Mr. Garoutte now moves the Court for early termination of his supervised release. See generally [Doc. 2]. The Government and the United States Probation Office (“Probation Office”) each filed responses in opposition to Mr. Garoutte's request. [Doc. 5; Doc. 7]. Mr. Garoutte did not file a reply, and the time to do so has elapsed. [Doc. 3]. Accordingly, the matter is fully briefed, and the Court considers Mr. Garoutte's request below.
LEGAL STANDARD
Congress established the system of supervised release in 1984, United States v. Haymond, 588 U.S. ---, 139 S.Ct. 2369, 2382 (2019), with the intention to “assist individuals in their transition to community life, ” United States v. Johnson, 529 U.S. 53, 59 (2000). Indeed, unlike parole, “supervised release wasn't introduced to replace a portion of the defendant's prison term, only to encourage rehabilitation after the completion of his prison term.” Haymond, 139 S.Ct. at 2382 (citing United States Sentencing Commission, Guidelines Manual ch. 7, pt. A(2)(b) (Nov. 2012) (emphasis in original)). “Supervised release fulfills rehabilitative ends, distinct from those served by incarceration.” Johnson, 529 U.S. at 53-54.

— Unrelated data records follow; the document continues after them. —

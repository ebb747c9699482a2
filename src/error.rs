//! Error types for the leaf analysis engine

use std::fmt;

/// Errors that can occur during leaf classification
#[derive(Debug, Clone, PartialEq)]
pub enum AnalysisError {
    /// The uploaded bytes could not be decoded into a pixel buffer,
    /// or the decoded image has zero area
    InvalidImage(String),

    /// The image does not plausibly depict foliage: the fraction of
    /// green-dominant pixels fell below the leaf-gate threshold
    NotALeaf {
        /// Measured fraction of green-dominant pixels
        green_ratio: f32,
    },

    /// The disease library contains no profiles. This is a configuration
    /// error and should prevent the service from serving traffic.
    EmptyLibrary,

    /// A disease library failed validation (malformed JSON, duplicate
    /// profile names, reference ratios outside [0, 1])
    InvalidLibrary(String),
}

impl fmt::Display for AnalysisError {
    fn fmt(&self, f: &mut fmt::Formatter<'_>) -> fmt::Result {
        match self {
            AnalysisError::InvalidImage(msg) => write!(f, "Invalid image: {}", msg),
            AnalysisError::NotALeaf { green_ratio } => write!(
                f,
                "Image does not appear to contain a leaf (green ratio {:.3})",
                green_ratio
            ),
            AnalysisError::EmptyLibrary => write!(f, "Disease library is empty"),
            AnalysisError::InvalidLibrary(msg) => write!(f, "Invalid disease library: {}", msg),
        }
    }
}

impl std::error::Error for AnalysisError {}
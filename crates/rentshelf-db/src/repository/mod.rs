//! # Repository Module
//!
//! Database repository implementations for Rentshelf.
//!
//! ```text
//! ┌─────────────────────────────────────────────────────────────────────────┐
//! │  OrderService ──► Arc<dyn OrderStore> ──► OrderRepository               │
//! │                                           ├── insert (one transaction)  │
//! │                                           ├── get_by_id                 │
//! │                                           ├── list_by_shopper/list_all  │
//! │                                           └── update_status             │
//! │                                                                         │
//! │  OrderService ──► Arc<dyn ProfileStore> ─► UserRepository               │
//! │                                           ├── get_by_uid                │
//! │                                           └── get_by_email / insert     │
//! └─────────────────────────────────────────────────────────────────────────┘
//! ```
//!
//! Queries are plain runtime `sqlx::query` calls bound by position.

pub mod order;
pub mod user;

use std::str::FromStr;

use rust_decimal::Decimal;

use crate::error::{DbError, DbResult};

/// Reads a decimal TEXT column back into a `Decimal`.
pub(crate) fn parse_decimal(column: &str, value: &str) -> DbResult<Decimal> {
    Decimal::from_str(value).map_err(|_| DbError::invalid_data(column, value))
}
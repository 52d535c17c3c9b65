//! # In-Memory Collaborators
//!
//! Process-local implementations of the ports, used when no database path
//! is configured and throughout the tests.

use std::collections::HashMap;

use async_trait::async_trait;
use chrono::{DateTime, Utc};
use tokio::sync::RwLock;
use uuid::Uuid;

use rentshelf_core::ports::{
    OrderStore, PaymentFailure, PaymentGateway, PaymentReceipt, PaymentRequest, ProfileStore,
};
use rentshelf_core::{CoreError, CoreResult, Order, OrderStatus, UserProfile};

// =============================================================================
// Orders
// =============================================================================

/// Orders kept newest first.
#[derive(Debug, Default)]
pub struct InMemoryOrderStore {
    orders: RwLock<Vec<Order>>,
}

impl InMemoryOrderStore {
    pub fn new() -> Self {
        InMemoryOrderStore::default()
    }

    pub async fn len(&self) -> usize {
        self.orders.read().await.len()
    }
}

#[async_trait]
impl OrderStore for InMemoryOrderStore {
    async fn insert(&self, order: &Order) -> CoreResult<()> {
        let mut orders = self.orders.write().await;
        if orders.iter().any(|o| o.id == order.id) {
            return Err(CoreError::Persistence(format!(
                "order {} already exists",
                order.id
            )));
        }
        orders.insert(0, order.clone());
        Ok(())
    }

    async fn get(&self, order_id: &str) -> CoreResult<Option<Order>> {
        let orders = self.orders.read().await;
        Ok(orders.iter().find(|o| o.id == order_id).cloned())
    }

    async fn list_by_shopper(&self, shopper_id: &str) -> CoreResult<Vec<Order>> {
        let orders = self.orders.read().await;
        Ok(orders
            .iter()
            .filter(|o| o.is_owned_by(shopper_id))
            .cloned()
            .collect())
    }

    async fn list_all(&self) -> CoreResult<Vec<Order>> {
        Ok(self.orders.read().await.clone())
    }

    async fn update_status(
        &self,
        order_id: &str,
        status: OrderStatus,
        updated_at: DateTime<Utc>,
    ) -> CoreResult<Option<Order>> {
        let mut orders = self.orders.write().await;
        Ok(orders.iter_mut().find(|o| o.id == order_id).map(|order| {
            order.set_status(status, updated_at);
            order.clone()
        }))
    }
}

// =============================================================================
// Profiles
// =============================================================================

#[derive(Debug, Default)]
pub struct InMemoryProfileStore {
    profiles: RwLock<HashMap<String, UserProfile>>,
}

impl InMemoryProfileStore {
    pub fn new() -> Self {
        InMemoryProfileStore::default()
    }

    /// Adds or replaces a profile.
    pub async fn insert(&self, profile: UserProfile) {
        self.profiles
            .write()
            .await
            .insert(profile.uid.clone(), profile);
    }
}

#[async_trait]
impl ProfileStore for InMemoryProfileStore {
    async fn get_profile(&self, uid: &str) -> CoreResult<Option<UserProfile>> {
        Ok(self.profiles.read().await.get(uid).cloned())
    }
}

// =============================================================================
// Payments
// =============================================================================

/// Approves every capture. For demos and tests.
#[derive(Debug, Clone, Default)]
pub struct ApprovingGateway {
    reference: Option<String>,
}

impl ApprovingGateway {
    /// Issues a fresh `pay_<uuid>` reference per capture.
    pub fn new() -> Self {
        ApprovingGateway::default()
    }

    /// Always answers with `reference`.
    pub fn with_reference(reference: impl Into<String>) -> Self {
        ApprovingGateway {
            reference: Some(reference.into()),
        }
    }
}

#[async_trait]
impl PaymentGateway for ApprovingGateway {
    async fn capture(&self, _request: &PaymentRequest) -> Result<PaymentReceipt, PaymentFailure> {
        let reference = self
            .reference
            .clone()
            .unwrap_or_else(|| format!("pay_{}", Uuid::new_v4().simple()));
        Ok(PaymentReceipt::new(reference))
    }
}

#[cfg(test)]
mod tests {
    use super::*;
    use chrono::Duration;
    use rentshelf_core::{CatalogItem, Money, NewOrder, RentedBook, RETURN_WINDOW_DAYS};

    fn order(shopper_id: &str, created_at: DateTime<Utc>) -> Order {
        let item = CatalogItem::new("b1", "Dune", Money::from_major(7));
        let request = NewOrder {
            shopper_id: shopper_id.to_string(),
            shopper_email: format!("{shopper_id}@example.com"),
            shopper_name: shopper_id.to_string(),
            books: vec![RentedBook::snapshot(&item, 7).unwrap()],
            total_amount: Money::from_major(7),
            delivery_address: "somewhere".to_string(),
            payment_reference: None,
        };
        Order::place(request, created_at, RETURN_WINDOW_DAYS).unwrap()
    }

    #[tokio::test]
    async fn test_orders_newest_first() {
        let store = InMemoryOrderStore::new();
        let now = Utc::now();
        let older = order("u1", now - Duration::hours(1));
        let newer = order("u1", now);
        store.insert(&older).await.unwrap();
        store.insert(&newer).await.unwrap();
        store.insert(&order("u2", now)).await.unwrap();

        let listed = store.list_by_shopper("u1").await.unwrap();
        assert_eq!(listed.len(), 2);
        assert_eq!(listed[0].id, newer.id);
        assert_eq!(store.list_all().await.unwrap().len(), 3);

        assert!(store.insert(&older).await.is_err());
    }

    #[tokio::test]
    async fn test_update_unknown_order() {
        let store = InMemoryOrderStore::new();
        let result = store
            .update_status("missing", OrderStatus::Cancelled, Utc::now())
            .await
            .unwrap();
        assert!(result.is_none());
    }

    #[tokio::test]
    async fn test_gateway_references() {
        let request = PaymentRequest {
            amount: Money::from_major(1),
            currency: "USD".to_string(),
            shopper_email: "a@example.com".to_string(),
            shopper_name: "A".to_string(),
        };

        let fixed = ApprovingGateway::with_reference("pay_123");
        assert_eq!(fixed.capture(&request).await.unwrap().payment_reference, "pay_123");

        let generated = ApprovingGateway::new().capture(&request).await.unwrap();
        assert!(generated.payment_reference.starts_with("pay_"));
    }
}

A trial court may terminate a term of supervised release “at any time after the expiration of one year of supervised release . . . if it is satisfied that such action is warranted by the conduct of the defendant released and the interest of justice.” 18 U.S.C. § 3583(e)(1). In so doing, the Court considers certain sentencing factors set forth in 18 U.S.C. § 3553, including:
• The nature and circumstances of the offense and the history and characteristics of the defendant;
• The need for the sentence imposed to afford adequate deterrence to criminal conduct;
• The need for the sentence imposed to protect the public from further crimes of the defendant;
• The need for the sentence imposed to provide the defendant with needed educational or vocational training, medical care, or other correctional treatment in the most effective manner;
• The kinds of sentence and the sentencing range established for the applicable category of offense committed by the applicable category of defendant;
• Any pertinent policy statements;
• The need to avoid unwarranted sentence disparities among defendants with similar records who have been found guilty of similar conduct; and
• The need to provide restitution to any victims of the offense.Id. §§ 3553(a)(1), (a)(2)(B)-(D), (a)(4)-(7); see also id. § 3583(e) (permitting a court to terminate supervised release after considering “the factors set forth in section 3553(a)(1), (a)(2)(B), (a)(2)(C), (a)(2)(D), (a)(4), (a)(5), (a)(6), and (a)(7)”); but see United States v. Warren, 650 Fed.Appx. 614, 615 (10th Cir. 2016) (“[Section] 3583(e)(1) requires consideration of § 3553(a) when a district court terminates supervised release. However, it is unclear whether § 3583(e)(1) requires consideration of the § 3553(a) factors when denying a motion to terminate supervised release.” (emphasis in original)). Whether to grant a motion to terminate a term of supervised release is in the Court's discretion. Rhodes v. Judisak, 676 F.3d 931, 933 (10th Cir. 2011).
ANALYSIS
Mr. Garoutte requests that his term of supervised release, set to conclude on or about June 26, 2025, be terminated early. See generally [Doc. 2]. While Mr. Garoutte does not address any specific § 3553 factors, he states that he understands the gravity of and has taken full responsibility for his actions that led to his conviction. [Id. at 1]. He states that he has made significant progress during his supervision thus far, having completed all court-mandated programs, has maintained regular employment, and has had personal successes. [Id.]. He represents that he has strong support from his family and his community, has secure housing and employment, and that he no longer needs to remain under supervision to live a “productive and lawful life.” [Id.].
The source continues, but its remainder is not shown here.